:: YOUR TASK ::
Print out the records that follow, exactly and completely.
++++
use std::fmt;
use std::str::FromStr;

use crate::error::{FolioError, Result};

/// An in-app link target: `/path`, `/path#id` or `#id`.
#[derive(Debug, Clone, PartialEq, Eq, Hash)]
pub struct Href {
    path: Option<String>,
    fragment: Option<String>,
}

impl Href {
    pub fn parse(href: &str) -> Result<Self> {
        let invalid = |reason| FolioError::InvalidHref {
            href: href.to_string(),
            reason,
        };
        if href.is_empty() {
            return Err(invalid("empty"));
        }
        if let Some(fragment) = href.strip_prefix('#') {
            if fragment.is_empty() {
                return Err(invalid("empty fragment"));
            }
            return Ok(Self::fragment(fragment));
        }
        if href.starts_with("//") {
            return Err(invalid("protocol-relative url"));
        }
        if !href.starts_with('/') {
            return Err(invalid("not an in-app path"));
        }
        let (path, fragment) = match href.split_once('#') {
            Some((path, fragment)) => (path, Some(fragment).filter(|f| !f.is_empty())),
            None => (href, None),
        };
        Ok(Self {
            path: Some(path.to_string()),
            fragment: fragment.map(str::to_string),
        })
    }

    pub fn route(path: impl Into<String>) -> Self {
        Self {
            path: Some(path.into()),
            fragment: None,
        }
    }

    pub fn fragment(id: impl Into<String>) -> Self {
        Self {
            path: None,
            fragment: Some(id.into()),
        }
    }

    /// A route plus a target section, like the "Back to Projects" links.
    pub fn section_on(path: impl Into<String>, id: impl Into<String>) -> Self {
        Self {
            path: Some(path.into()),
            fragment: Some(id.into()),
        }
    }

    pub fn path(&self) -> Option<&str> {
        self.path.as_deref()
    }

    pub fn target_id(&self) -> Option<&str> {
        self.fragment.as_deref()
    }
}

impl FromStr for Href {
    type Err = FolioError;

    fn from_str(href: &str) -> Result<Self> {
        Self::parse(href)
    }
}

impl fmt::Display for Href {
    fn fmt(&self, f: &mut fmt::Formatter<'_>) -> fmt::Result {
        if let Some(path) = &self.path {
            f.write_str(path)?;
        }
        if let Some(fragment) = &self.fragment {
            write!(f, "#{fragment}")?;
        }
        Ok(())
    }
}

#[cfg(test)]
mod tests {
    use super::*;

    #[test]
    fn accepts_in_app_forms() {
        let href = Href::parse("/projects/brisbane_connectivity").unwrap();
        assert_eq!(href.path(), Some("/projects/brisbane_connectivity"));
        assert_eq!(href.target_id(), None);

        let href = Href::parse("#contact").unwrap();
        assert_eq!(href.path(), None);
        assert_eq!(href.target_id(), Some("contact"));

        let href = Href::parse("/#projects").unwrap();
        assert_eq!(href.path(), Some("/"));
        assert_eq!(href.target_id(), Some("projects"));
        assert_eq!(href.to_string(), "/#projects");
    }

    #[test]
    fn trailing_hash_has_no_target() {
        let href = Href::parse("/publications#").unwrap();
        assert_eq!(href.target_id(), None);
        assert_eq!(href.to_string(), "/publications");
    }

    #[test]
    fn rejects_external_and_relative() {
        for bad in ["", "#", "https://doi.org/10.1177", "//cdn.example", "projects", "mailto:x@y"] {
            assert!(
                matches!(Href::parse(bad), Err(FolioError::InvalidHref { .. })),
                "{bad} should be rejected"
            );
        }
    }
}
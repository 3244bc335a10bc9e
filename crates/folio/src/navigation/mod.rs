//! Client-side navigation: link clicks, history transitions and the
//! scroll behavior each transition commits to.

pub mod history;
pub mod href;
pub mod intent;
pub mod navigator;
pub mod restoration;

use std::fmt;

use serde::Serialize;
use ulid::Ulid;

pub use history::MemoryHistory;
pub use href::Href;
pub use intent::{ClickOutcome, IntentResolver, LinkOrigin};
pub use navigator::Navigator;
pub use restoration::{PendingScroll, ScrollDecision, ScrollRestoration, ScrollSource};

/// How the history stack moved to the new location.
#[derive(Debug, Clone, Copy, PartialEq, Eq, Hash, Serialize)]
#[serde(rename_all = "UPPERCASE")]
pub enum NavigationType {
    Push,
    Replace,
    /// Browser back/forward.
    Pop,
}

/// One-shot scroll target carried in a transition's navigation state.
#[derive(Debug, Clone, PartialEq, Eq, Hash, Serialize)]
pub struct NavigationIntent {
    pub target_id: String,
}

impl NavigationIntent {
    pub fn new(target_id: impl Into<String>) -> Self {
        Self {
            target_id: target_id.into(),
        }
    }
}

/// Identity of one history entry.
#[derive(Debug, Clone, PartialEq, Eq, Hash, Serialize)]
pub struct LocationKey(String);

impl LocationKey {
    pub fn generate() -> Self {
        Self(Ulid::new().to_string())
    }

    pub fn from_raw(raw: impl Into<String>) -> Self {
        Self(raw.into())
    }

    pub fn as_str(&self) -> &str {
        &self.0
    }
}

impl fmt::Display for LocationKey {
    fn fmt(&self, f: &mut fmt::Formatter<'_>) -> fmt::Result {
        f.write_str(&self.0)
    }
}

#[derive(Debug, Clone, PartialEq, Eq, Serialize)]
pub struct Location {
    pub pathname: String,
    /// Fragment including the leading `#`, or empty.
    pub hash: String,
    pub state: Option<NavigationIntent>,
    pub key: LocationKey,
}

impl Location {
    pub fn new(pathname: impl Into<String>) -> Self {
        Self {
            pathname: pathname.into(),
            hash: String::new(),
            state: None,
            key: LocationKey::generate(),
        }
    }

    /// Split `"/path#fragment"` into pathname and hash.
    pub fn parse(path_and_hash: &str) -> Self {
        let mut location = match path_and_hash.split_once('#') {
            Some((path, fragment)) => {
                let mut location = Self::new(path);
                if !fragment.is_empty() {
                    location.hash = format!("#{fragment}");
                }
                location
            }
            None => Self::new(path_and_hash),
        };
        if location.pathname.is_empty() {
            location.pathname = crate::routes::HOME_PATH.to_string();
        }
        location
    }

    pub fn with_state(mut self, state: Option<NavigationIntent>) -> Self {
        self.state = state;
        self
    }

    pub fn with_key(mut self, key: LocationKey) -> Self {
        self.key = key;
        self
    }

    /// Element id named by the URL fragment, if any.
    pub fn fragment_target(&self) -> Option<&str> {
        self.hash.strip_prefix('#').filter(|id| !id.is_empty())
    }

    pub fn path_and_hash(&self) -> String {
        format!("{}{}", self.pathname, self.hash)
    }
}

/// A committed route/hash/state change.
#[derive(Debug, Clone, PartialEq, Eq, Serialize)]
pub struct Transition {
    pub location: Location,
    pub navigation_type: NavigationType,
}

impl Transition {
    pub fn new(location: Location, navigation_type: NavigationType) -> Self {
        Self {
            location,
            navigation_type,
        }
    }

    /// A page load or reload of `location`: a `Push` with any stored
    /// navigation state dropped, so an intent is never used twice.
    pub fn load(location: Location) -> Self {
        Self::new(location.with_state(None), NavigationType::Push)
    }
}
++++
:: ANSWER TO THIS PROBLEM ::
use std::fmt;
use std::str::FromStr;

use crate::error::{FolioError, Result};

/// An in-app link target: `/path`, `/path#id` or `#id`.
#[derive(Debug, Clone, PartialEq, Eq, Hash)]
pub struct Href {
    path: Option<String>,
    fragment: Option<String>,
}

impl Href {
    pub fn parse(href: &str) -> Result<Self> {
        let invalid = |reason| FolioError::InvalidHref {
            href: href.to_string(),
            reason,
        };
        if href.is_empty() {
            return Err(invalid("empty"));
        }
        if let Some(fragment) = href.strip_prefix('#') {
            if fragment.is_empty() {
                return Err(invalid("empty fragment"));
            }
            return Ok(Self::fragment(fragment));
        }
        if href.starts_with("//") {
            return Err(invalid("protocol-relative url"));
        }
        if !href.starts_with('/') {
            return Err(invalid("not an in-app path"));
        }
        let (path, fragment) = match href.split_once('#') {
            Some((path, fragment)) => (path, Some(fragment).filter(|f| !f.is_empty())),
            None => (href, None),
        };
        Ok(Self {
            path: Some(path.to_string()),
            fragment: fragment.map(str::to_string),
        })
    }

    pub fn route(path: impl Into<String>) -> Self {
        Self {
            path: Some(path.into()),
            fragment: None,
        }
    }

    pub fn fragment(id: impl Into<String>) -> Self {
        Self {
            path: None,
            fragment: Some(id.into()),
        }
    }

    /// A route plus a target section, like the "Back to Projects" links.
    pub fn section_on(path: impl Into<String>, id: impl Into<String>) -> Self {
        Self {
            path: Some(path.into()),
            fragment: Some(id.into()),
        }
    }

    pub fn path(&self) -> Option<&str> {
        self.path.as_deref()
    }

    pub fn target_id(&self) -> Option<&str> {
        self.fragment.as_deref()
    }
}

impl FromStr for Href {
    type Err = FolioError;

    fn from_str(href: &str) -> Result<Self> {
        Self::parse(href)
    }
}

impl fmt::Display for Href {
    fn fmt(&self, f: &mut fmt::Formatter<'_>) -> fmt::Result {
        if let Some(path) = &self.path {
            f.write_str(path)?;
        }
        if let Some(fragment) = &self.fragment {
            write!(f, "#{fragment}")?;
        }
        Ok(())
    }
}

#[cfg(test)]
mod tests {
    use super::*;

    #[test]
    fn accepts_in_app_forms() {
        let href = Href::parse("/projects/brisbane_connectivity").unwrap();
        assert_eq!(href.path(), Some("/projects/brisbane_connectivity"));
        assert_eq!(href.target_id(), None);

        let href = Href::parse("#contact").unwrap();
        assert_eq!(href.path(), None);
        assert_eq!(href.target_id(), Some("contact"));

        let href = Href::parse("/#projects").unwrap();
        assert_eq!(href.path(), Some("/"));
        assert_eq!(href.target_id(), Some("projects"));
        assert_eq!(href.to_string(), "/#projects");
    }

    #[test]
    fn trailing_hash_has_no_target() {
        let href = Href::parse("/publications#").unwrap();
        assert_eq!(href.target_id(), None);
        assert_eq!(href.to_string(), "/publications");
    }

    #[test]
    fn rejects_external_and_relative() {
        for bad in ["", "#", "https://doi.org/10.1177", "//cdn.example", "projects", "mailto:x@y"] {
            assert!(
                matches!(Href::parse(bad), Err(FolioError::InvalidHref { .. })),
                "{bad} should be rejected"
            );
        }
    }
}
repository 3244bc335a10bc9e
filename crates/folio/src/navigation/mod.rs
//! Client-side navigation: link clicks, history transitions and the
//! scroll behavior each transition commits to.

pub mod history;
pub mod href;
pub mod intent;
pub mod navigator;
pub mod restoration;

use std::fmt;

use serde::Serialize;
use ulid::Ulid;

pub use history::MemoryHistory;
pub use href::Href;
pub use intent::{ClickOutcome, IntentResolver, LinkOrigin};
pub use navigator::Navigator;
pub use restoration::{PendingScroll, ScrollDecision, ScrollRestoration, ScrollSource};

/// How the history stack moved to the new location.
#[derive(Debug, Clone, Copy, PartialEq, Eq, Hash, Serialize)]
#[serde(rename_all = "UPPERCASE")]
pub enum NavigationType {
    Push,
    Replace,
    /// Browser back/forward.
    Pop,
}

/// One-shot scroll target carried in a transition's navigation state.
#[derive(Debug, Clone, PartialEq, Eq, Hash, Serialize)]
pub struct NavigationIntent {
    pub target_id: String,
}

impl NavigationIntent {
    pub fn new(target_id: impl Into<String>) -> Self {
        Self {
            target_id: target_id.into(),
        }
    }
}

/// Identity of one history entry.
#[derive(Debug, Clone, PartialEq, Eq, Hash, Serialize)]
pub struct LocationKey(String);

impl LocationKey {
    pub fn generate() -> Self {
        Self(Ulid::new().to_string())
    }

    pub fn from_raw(raw: impl Into<String>) -> Self {
        Self(raw.into())
    }

    pub fn as_str(&self) -> &str {
        &self.0
    }
}

impl fmt::Display for LocationKey {
    fn fmt(&self, f: &mut fmt::Formatter<'_>) -> fmt::Result {
        f.write_str(&self.0)
    }
}

#[derive(Debug, Clone, PartialEq, Eq, Serialize)]
pub struct Location {
    pub pathname: String,
    /// Fragment including the leading `#`, or empty.
    pub hash: String,
    pub state: Option<NavigationIntent>,
    pub key: LocationKey,
}

impl Location {
    pub fn new(pathname: impl Into<String>) -> Self {
        Self {
            pathname: pathname.into(),
            hash: String::new(),
            state: None,
            key: LocationKey::generate(),
        }
    }

    /// Split `"/path#fragment"` into pathname and hash.
    pub fn parse(path_and_hash: &str) -> Self {
        let mut location = match path_and_hash.split_once('#') {
            Some((path, fragment)) => {
                let mut location = Self::new(path);
                if !fragment.is_empty() {
                    location.hash = format!("#{fragment}");
                }
                location
            }
            None => Self::new(path_and_hash),
        };
        if location.pathname.is_empty() {
            location.pathname = crate::routes::HOME_PATH.to_string();
        }
        location
    }

    pub fn with_state(mut self, state: Option<NavigationIntent>) -> Self {
        self.state = state;
        self
    }

    pub fn with_key(mut self, key: LocationKey) -> Self {
        self.key = key;
        self
    }

    /// Element id named by the URL fragment, if any.
    pub fn fragment_target(&self) -> Option<&str> {
        self.hash.strip_prefix('#').filter(|id| !id.is_empty())
    }

    pub fn path_and_hash(&self) -> String {
        format!("{}{}", self.pathname, self.hash)
    }
}

/// A committed route/hash/state change.
#[derive(Debug, Clone, PartialEq, Eq, Serialize)]
pub struct Transition {
    pub location: Location,
    pub navigation_type: NavigationType,
}

impl Transition {
    pub fn new(location: Location, navigation_type: NavigationType) -> Self {
        Self {
            location,
            navigation_type,
        }
    }

    /// A page load or reload of `location`: a `Push` with any stored
    /// navigation state dropped, so an intent is never used twice.
    pub fn load(location: Location) -> Self {
        Self::new(location.with_state(None), NavigationType::Push)
    }
}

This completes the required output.